# single vs dual monitors and LR



## camner (Dec 30, 2013)

I found this thread fascinating...there's no end to the expertise of folks here, for which I'm very grateful.

I've always been a 1 monitor guy, but more and more people I know use 2 monitors.  I'm curious know, from those of you who use two monitors regularly with LR, how that works to improve workflow, and whether LR has been programmed in such a way that it's even practical to use LR with two monitors, since the panels don't seem to "disconnect."  I did find this Adobe blog post informative.


----------



## Replytoken (Dec 30, 2013)

There are numerous ways one can use two monitors to make working in LR easier and more pleasant.  For example, I sometimes use my second monitor to show a full image as I move through my library.  And, I often use it for comparison of images when I need to select one for PP.  I can also zoom into an image on one screen to examine detail while I have the full image on the other.  The possibilities are really endless.  If you have two monitors, give it a try for a week or two.  I suspect that you will find it useful.

--Ken


----------



## camner (Dec 31, 2013)

Thanks, Ken.

Thought not directly related to LR, I have a question re 2 monitor use.  Obviously both monitors cannot be directly in front of one.  How is ergonomically to be regularly looking "off center" in one direction (presumably one of the monitors gets more "eye time" than the other), particularly if the monitors are fairly large (say 24" or more)?


----------



## clee01l (Dec 31, 2013)

I use my dual monitors more now that I have Mavericks than when I was running ML. Dual monitors are more dynamic now with the top menu and the Dock available on both monitors.

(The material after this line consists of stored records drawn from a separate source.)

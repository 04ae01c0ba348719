use serde::{Deserialize, Deserializer, Serialize};

pub const UNTITLED: &str = "Untitled";

#[derive(Copy, Clone, Debug, Eq, PartialEq, Hash, Serialize, Deserialize)]
pub enum HeadingLevel {
    H1,
    H2,
    H3,
}

impl HeadingLevel {
    /// Bookmark depths 1..=3 keep their level, anything else is folded into H3.
    pub fn from_toc_level(level: i64) -> Self {
        match level {
            1 => Self::H1,
            2 => Self::H2,
            _ => Self::H3,
        }
    }
}

#[derive(Debug, Clone, Eq, PartialEq, Serialize, Deserialize)]
pub struct HeadingCandidate {
    pub level: HeadingLevel,
    pub text: String,
    pub page: usize,
}

#[derive(Debug, Clone, Eq, PartialEq, Serialize, Deserialize)]
pub struct DocumentOutline {
    pub title: String,
    pub outline: Vec<HeadingCandidate>,
}

#[derive(Debug, Clone, Eq, PartialEq)]
pub struct TocEntry {
    pub level: i64,
    pub text: String,
}

impl TocEntry {
    pub fn new(level: i64, text: impl Into<String>) -> Self {
        Self {
            level,
            text: text.into(),
        }
    }

    fn from_json(value: &serde_json::Value) -> Option<Self> {
        let items = value.as_array()?;
        if items.len() < 2 {
            return None;
        }

        let level = items[0].as_i64()?;
        let text = items[1].as_str()?;
        Some(Self::new(level, text))
    }
}

impl Serialize for TocEntry {
    fn serialize<S>(&self, serializer: S) -> Result<S::Ok, S::Error>
    where
        S: serde::Serializer,
    {
        (self.level, &self.text).serialize(serializer)
    }
}

/// One rendered page as handed over by the PDF converter.
#[derive(Debug, Clone, Default, Eq, PartialEq, Serialize, Deserialize)]
pub struct PageRecord {
    #[serde(default)]
    pub text: String,
    #[serde(
        default,
        alias = "tocItems",
        deserialize_with = "deserialize_toc_items"
    )]
    pub toc_items: Vec<TocEntry>,
}

impl PageRecord {
    pub fn new(text: impl Into<String>, toc_items: Vec<TocEntry>) -> Self {
        Self {
            text: text.into(),
            toc_items,
        }
    }
}

// Converters emit `[level, title, page, ...]` arrays; anything else is dropped.
fn deserialize_toc_items<'de, D>(deserializer: D) -> Result<Vec<TocEntry>, D::Error>
where
    D: Deserializer<'de>,
{
    let raw = Option::<Vec<serde_json::Value>>::deserialize(deserializer)?;
    Ok(raw
        .unwrap_or_default()
        .iter()
        .filter_map(TocEntry::from_json)
        .collect())
}

#[derive(Debug, Clone, Default, PartialEq, Eq, Serialize)]
pub struct SearchMetadata {
    pub input_documents: Vec<String>,
    pub persona: String,
    pub job_to_be_done: String,
}

#[derive(Debug, Clone, Serialize)]
pub struct ExtractedSection {
    pub document: String,
    pub section_title: String,
    pub rank: usize,
}

#[derive(Debug, Clone, Serialize)]
pub struct SubsectionAnalysis {
    pub document: String,
    pub text: String,
}

#[derive(Debug, Clone, Serialize)]
pub struct SearchReport {
    pub metadata: SearchMetadata,
    pub extracted_sections: Vec<ExtractedSection>,
    pub subsection_analysis: Vec<SubsectionAnalysis>,
}

#[derive(Debug, Clone, Serialize)]
pub struct ToolVersions {
    pub pdftotext: Option<String>,
    pub pdftohtml: Option<String>,
}

#[derive(Debug, Clone, Serialize)]
pub struct IndexedPdf {
    pub filename: String,
    pub sha256: String,
    pub page_count: usize,
    pub chunk_count: usize,
}

#[derive(Debug, Clone, Serialize)]
pub struct IndexCounts {
    pub pdf_count: usize,
    pub page_count: usize,
    pub chunk_count: usize,
    pub embedded_chunks: usize,
    pub skipped_empty_chunks: usize,
}

#[derive(Debug, Clone, Serialize)]
pub struct SearchIndexManifest {
    pub manifest_version: u32,
    pub run_id: String,
    pub started_at: String,
    pub completed_at: String,
    pub data_dir: String,
    pub index_path: String,
    pub model_id: String,
    pub model_name: String,
    pub embedding_dim: usize,
    pub backend: String,
    pub chunk_size: usize,
    pub chunk_overlap: usize,
    pub tool_versions: ToolVersions,
    pub counts: IndexCounts,
    pub pdfs: Vec<IndexedPdf>,
    pub warnings: Vec<String>,
}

Also the second monitor acts like a second, (sometimes 3rd or 4th) desktop. 

In LR I keep one reserved for the "Secondary Window"  and with the image there at 100% (1:1) I am able to visually see the changes that I make in the Develop screen on the other monitor  This is especially good for brush tools that have a and overlay that hides the effect. 

When I shell out to Photoshop with the Edit-In function, PS opens on top of the Secondary Window and I have LR & PS visible at the same time. 

Sometimes I have this browser open on one monitor and LR on the other to check out instructions that I might be giving to people on lightroomqueen.com/community. 

Occasionally I run Win8 and I dedicate one monitor to that virtual machine while the other actively continues with LR Mail or my Chrome browser. 

Think of dual monitors as just a larger more expansive screen where before you needed to hide windows behind other windows, you now can display then side by side.

My dual 27" monitors are side by side and hinged slightly where they meet.  i have a swivel office chair  and with a slight turn of the chair, I am directly in front of either monitor (although each has an excellent viewing angle ~175°).


----------



## BobMc (Dec 31, 2013)

*One way to use two screens*

There are several ways to use two monitors. 

Just Google “Lightroom using two monitors” for multiple videos of ways they can be used.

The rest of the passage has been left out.